**Required work:**
Go through the records below and show every line with the string "edge".
++++++
// Copyright (C) 2026 FZI Forschungszentrum Informatik
// SPDX-License-Identifier: Apache-2.0

//! # Cycle-accurate model of RVFI trace capture for RISC-V cores
//!
//! This crate models the observer logic that wires a pipelined RISC-V core
//! to the RISC-V Formal Interface (RVFI): the derivation of one architectural
//! trace [`Record`][recorder::Record] per retired instruction from raw core
//! signals, and the bookkeeping around a split-phase memory bus that keeps a
//! formal environment well-formed.
//!
//! Hardware evaluates all of this in parallel on every clock edge. Here, each
//! edge is one explicit `step`: combinational values are derived from the
//! current register state and inputs, then the register state is updated.
//!
//! See [recorder] for the trace classifier/recorder, [bus] for the bus
//! liveness monitor and [observer] for stepping both in lock-step.
//!
//! # no_std
//! This crate is not dependent on the standard library and only uses the Core
//! Library. Logging is done through the [`log`] facade.
//!
//! # Example
//!
//! The following example feeds a single `addi x1, x0, 5` retirement to a
//! [`Recorder`][recorder::Recorder].
//!
//! ```
//! use riscv_rvfi::recorder::{CoreSignals, Recorder};
//!
//! let mut recorder = Recorder::new();
//! let signals = CoreSignals {
//!     valid: true,
//!     insn: 0x00500093,
//!     pc: 0x8000_0000,
//!     reg_write: Some(5),
//!     ..Default::default()
//! };
//!
//! let record = recorder.step(false, &signals);
//! assert!(record.valid());
//! assert_eq!(record.rd_addr(), 1);
//! assert_eq!(record.rd_wdata(), 5);
//! assert_eq!(record.pc_wdata(), 0x8000_0004);
//! ```
#![cfg_attr(not(test), no_std)]

pub mod bus;
pub mod config;
pub mod instruction;
pub mod observer;
pub mod recorder;
pub mod types;

#[cfg(test)]
mod tests;
// Copyright (C) 2026 FZI Forschungszentrum Informatik
// SPDX-License-Identifier: Apache-2.0
//! Fixed instruction fields
//!
//! The RISC-V Instruction Set Manual Volume I [^spec] section 2.2 Base
//! Instruction Formats keeps the source and destination register fields at the
//! same position in all formats in which they occur. This allows extracting
//! register indices without knowing the instruction's format, which is exactly
//! what a core's register file ports do. Whether an extracted field is
//! meaningful for a given instruction is decided by its
//! [`Class`][super::Class].
//!
//! [^spec]: found here: <https://riscv.org/specifications/ratified/>

/// Register number
pub type Register = u8;

/// Extract the major opcode from a 32bit instruction
pub const fn opcode(insn: u32) -> u8 {
    insn as u8 & OPCODE_MASK
}

/// Extract the destination register form a 32bit instruction
pub const fn rd(insn: u32) -> Register {
    (insn >> 7) as u8 & REG_MASK
}

/// Extract the `funct3` field form a 32bit instruction
pub const fn funct3(insn: u32) -> u8 {
    (insn >> 12) as u8 & FUNCT3_MASK
}

/// Extract source register 1 form a 32bit instruction
pub const fn rs1(insn: u32) -> Register {
    (insn >> 15) as u8 & REG_MASK
}

/// Extract source register 2 form a 32bit instruction
pub const fn rs2(insn: u32) -> Register {
    (insn >> 20) as u8 & REG_MASK
}

const OPCODE_MASK: u8 = 0x7f;
const REG_MASK: u8 = 0x1f;
const FUNCT3_MASK: u8 = 0x07;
++++++
**Solution:**
//! Hardware evaluates all of this in parallel on every clock edge. Here, each
//! edge is one explicit `step`: combinational values are derived from the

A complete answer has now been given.